Potential double taxation. Although the draft UK DST rules disregard 50% of UK revenues from cross-border transactions between a buyer and a seller through an online marketplace where the non-UK party is in another DST jurisdiction, this does not fully resolve the issue of potential double taxation if the other jurisdiction imposes a DST on the same revenues—for example, due to inconsistencies between the UK domestic rules and those of the other DST jurisdiction regarding user location and/or taxing rights. The double taxation issue is not helped by the fact that the UK DST will not be creditable against corporation tax, ORIP income tax or diverted profits tax. The UK DST should generally be deductible for corporation tax purposes as a trading expense, however. Neither the draft legislation nor HMRC guidance mentions the possibility of a retroactive reimbursement of the UK DST once the OECD’s long-term solution has been agreed and implemented.
What’s Next for DST?
The US legislature takes a hostile view of DST proposals generally, as evidenced by a recent investigation into whether the French DST discriminates against US businesses. This investigation could lead to retaliatory US tariffs on imports from France and punitive US tax charges on French companies doing business in the United States. Other DSTs, including those of the United Kingdom and Italy, can probably expect similar responses from the United States.

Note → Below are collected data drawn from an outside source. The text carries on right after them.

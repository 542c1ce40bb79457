//! Layered-noise terrain synthesis
//!
//! Evaluates elevation and biome color for any direction on the sphere by
//! combining five frequency bands of the shared noise field. The evaluation
//! is a pure function of (direction, config, seed): the reference cache and
//! the LOD resampler both depend on it being bit-for-bit reproducible.

use std::sync::Arc;

use crate::core::types::{DVec3, Rgb};
use crate::math::Direction;
use crate::terrain::biome::Biome;
use crate::terrain::config::PlanetConfig;
use crate::terrain::noise_field::NoiseField;

/// Frequency of the continent band. Fixed: continents should not shrink when
/// the user cranks the noise-scale slider, only the features on top of them.
const CONTINENT_FREQUENCY: f64 = 0.4;

/// Band weights; they sum to 1.0 so the combined noise keeps the `[-1, 1]`
/// envelope (before mountain sharpening) across configurations.
const CONTINENT_WEIGHT: f64 = 0.35;
const MEDIUM_WEIGHT: f64 = 0.2;
const MOUNTAIN_WEIGHT: f64 = 0.3;
const DETAIL_WEIGHT: f64 = 0.15;

/// Damping applied to the combined height variation
const HEIGHT_DAMPING: f32 = 0.25;

/// Frequency and amplitude of the per-channel color perturbation
const COLOR_NOISE_FREQUENCY: f64 = 20.0;
const COLOR_NOISE_AMPLITUDE: f64 = 0.05;

/// Result of evaluating terrain at a direction
#[derive(Clone, Copy, Debug, PartialEq)]
pub struct TerrainSample {
    /// Signed offset from the base radius, in world units
    pub elevation: f32,
    /// Vertex color after biome selection and perturbation
    pub color: Rgb,
    /// The biome the color was drawn from
    pub biome: Biome,
}

/// Converts sphere directions into displaced elevations and biome colors
pub struct TerrainSynthesizer {
    noise: Arc<NoiseField>,
}

impl TerrainSynthesizer {
    /// Create a synthesizer over a shared noise field
    pub fn new(noise: Arc<NoiseField>) -> Self {
        Self { noise }
    }

    /// The shared noise field
    pub fn noise(&self) -> &Arc<NoiseField> {
        &self.noise
    }

    /// Evaluate terrain at a direction
    pub fn evaluate(&self, direction: Direction, config: &PlanetConfig) -> TerrainSample {
        self.evaluate_scaled(direction, config, 1.0)
    }

    /// Evaluate with all four configurable frequency bands multiplied by
    /// `amplitude`. Used by the direct-synthesis LOD fallback so lower
    /// detail reads as intentionally smoother terrain, not just fewer
    /// polygons.
    pub fn evaluate_scaled(
        &self,
        direction: Direction,
        config: &PlanetConfig,
        amplitude: f32,
    ) -> TerrainSample {
        let v = direction.as_vec3();
        let d = DVec3::new(v.x as f64, v.y as f64, v.z as f64);
        let scale = amplitude as f64;

        let continent = self.sample(d, CONTINENT_FREQUENCY);
        let medium = self.sample(d, config.base_noise_scale as f64 * 2.0 * scale);
        let mountain = self.sample(d, config.mountain_noise_scale as f64 * 2.0 * scale);
        let detail = self.sample(d, config.detail_noise_scale as f64 * 2.0 * scale);
        let biome_noise = self.sample(d, config.biome_noise_scale as f64 * scale) * 0.4;

        // Sharpen the mountain band: flatter valleys, steeper peaks
        let ridges = mountain.abs().powf(0.8) * config.mountain_scale as f64 * mountain.signum();

        let combined = continent * CONTINENT_WEIGHT
            + medium * MEDIUM_WEIGHT
            + ridges * MOUNTAIN_WEIGHT
            + detail * DETAIL_WEIGHT;

        let temperature =
            ((1.0 - direction.latitude() as f64).powf(1.2) + biome_noise * 0.4) as f32;

        let height_variation = combined as f32 * config.height_scale;
        let elevation = config.radius * height_variation * HEIGHT_DAMPING;

        let biome = Biome::classify(elevation, config.water_level, temperature);
        let base = biome.surface_color(elevation, config.water_level);

        let variation =
            (self.sample(d, COLOR_NOISE_FREQUENCY) * COLOR_NOISE_AMPLITUDE) as f32;
        let color = [
            (base[0] + variation).clamp(0.0, 1.0),
            (base[1] + variation).clamp(0.0, 1.0),
            (base[2] + variation).clamp(0.0, 1.0),
        ];

        TerrainSample { elevation, color, biome }
    }

    fn sample(&self, d: DVec3, frequency: f64) -> f64 {
        let p = d * frequency;
        self.noise.sample3(p.x, p.y, p.z)
    }
}

#[cfg(test)]
mod tests {
    use super::*;
    use crate::core::types::Vec3;
    use crate::terrain::noise_field::TERRAIN_SEED;

    fn synthesizer() -> TerrainSynthesizer {
        TerrainSynthesizer::new(Arc::new(NoiseField::new(TERRAIN_SEED)))
    }

    fn probe_directions(count: usize) -> Vec<Direction> {
        // Deterministic spiral over the sphere
        (0..count)
            .map(|i| {
                let t = i as f32 / count as f32;
                let y = 1.0 - 2.0 * t;
                let r = (1.0 - y * y).max(0.0).sqrt();
                let a = i as f32 * 2.399_963; // golden angle
                Direction::from_position(Vec3::new(r * a.cos(), y, r * a.sin()))
            })
            .collect()
    }

    #[test]
    fn test_deterministic() {
        let synth = synthesizer();
        let config = PlanetConfig::default();
        let dir = Direction::from_position(Vec3::new(0.3, 0.8, -0.5));

        let a = synth.evaluate(dir, &config);
        let b = synth.evaluate(dir, &config);
        assert_eq!(a.elevation, b.elevation);
        assert_eq!(a.color, b.color);
        assert_eq!(a.biome, b.biome);

        // A fresh synthesizer over the same seed agrees bit for bit
        let c = synthesizer().evaluate(dir, &config);
        assert_eq!(a.elevation, c.elevation);
        assert_eq!(a.color, c.color);
    }

    #[test]
    fn test_color_channels_in_unit_range() {
        let synth = synthesizer();
        let config = PlanetConfig::default();

        for dir in probe_directions(10_000) {
            let sample = synth.evaluate(dir, &config);
            for (i, c) in sample.color.iter().enumerate() {
                assert!(
                    (0.0..=1.0).contains(c),
                    "channel {i} = {c} out of range at {:?}",
                    dir.as_vec3()
                );
            }
        }
    }

    #[test]
    fn test_elevation_bounded_by_height_scale() {
        let synth = synthesizer();
        let config = PlanetConfig::default();

        // |combined| can exceed 1 only through mountain sharpening, which is
        // bounded by mountain_scale; this envelope holds for any seed.
        let envelope = config.radius
            * config.height_scale
            * 0.25
            * (0.7 + 0.3 * config.mountain_scale);

        for dir in probe_directions(2_000) {
            let sample = synth.evaluate(dir, &config);
            assert!(
                sample.elevation.abs() <= envelope,
                "elevation {} beyond envelope {envelope}",
                sample.elevation
            );
        }
    }

    #[test]
    fn test_biome_consistent_with_waterline() {
        let synth = synthesizer();
        let config = PlanetConfig::default();

        for dir in probe_directions(2_000) {
            let sample = synth.evaluate(dir, &config);
            assert_eq!(
                sample.biome.is_water(),
                sample.elevation < config.water_level,
                "biome {:?} disagrees with elevation {} vs waterline {}",
                sample.biome,
                sample.elevation,
                config.water_level
            );
        }
    }

    #[test]
    fn test_polar_biomes_never_warm() {
        // At latitude >= 0.8 the temperature proxy is at most
        // (1 - 0.8)^1.2 + 0.16 < 0.4, below every warm branch threshold:
        // polar samples must come from the water, beach, or cold palettes.
        let synth = synthesizer();
        let config = PlanetConfig::default();

        let mut polar = 0;
        for dir in probe_directions(8_000) {
            if dir.latitude() < 0.8 {
                continue;
            }
            polar += 1;
            let sample = synth.evaluate(dir, &config);
            assert!(
                sample.biome.is_water() || sample.biome == Biome::Beach || sample.biome.is_cold(),
                "warm biome {:?} at latitude {}",
                sample.biome,
                dir.latitude()
            );
            if sample.elevation >= config.water_level + 0.1 {
                assert!(sample.biome.is_cold());
            }
        }
        assert!(polar > 100, "expected a dense polar sample, got {polar}");
    }

    #[test]
    fn test_scaled_amplitude_changes_detail_bands_only() {
        let synth = synthesizer();
        let config = PlanetConfig::default();
        let dir = Direction::from_position(Vec3::new(0.6, 0.2, 0.77));

        let full = synth.evaluate_scaled(dir, &config, 1.0);
        let damped = synth.evaluate_scaled(dir, &config, 0.25);
        assert_ne!(full.elevation, damped.elevation);

        // Scaling by 1.0 is the plain evaluation
        let plain = synth.evaluate(dir, &config);
        assert_eq!(full.elevation, plain.elevation);
    }
}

UK Prime Minister Boris Johnson has indicated his support in principle for a UK DST or a similarly targeted tax, although he has also indicated that the structure of this tax would be on the table in any trade negotiations with the United States. However, the United Kingdom’s decision to hold a general election in December 2019 means that the draft Finance Bill will be shelved—and with it, the UK DST—unless and until a newly elected Parliament decides to take it up again. If the Conservatives win the election, a “no deal” Brexit scenario is more likely to occur. In that case, it would be no surprise if the UK DST plans were quietly abandoned as a “quid pro quo” concession to the United States in any trade negotiations, mainly on the pretext that they will be superseded by an internationally agreed approach in the near future. Conversely, a UK government formed or supported by the main opposition parties following this election would be likely to negotiate a softer Brexit or no Brexit at all, and may be more inclined to proceed with the UK DST. In the meantime, affected businesses should assume that all DSTs will take effect as planned and prepare accordingly.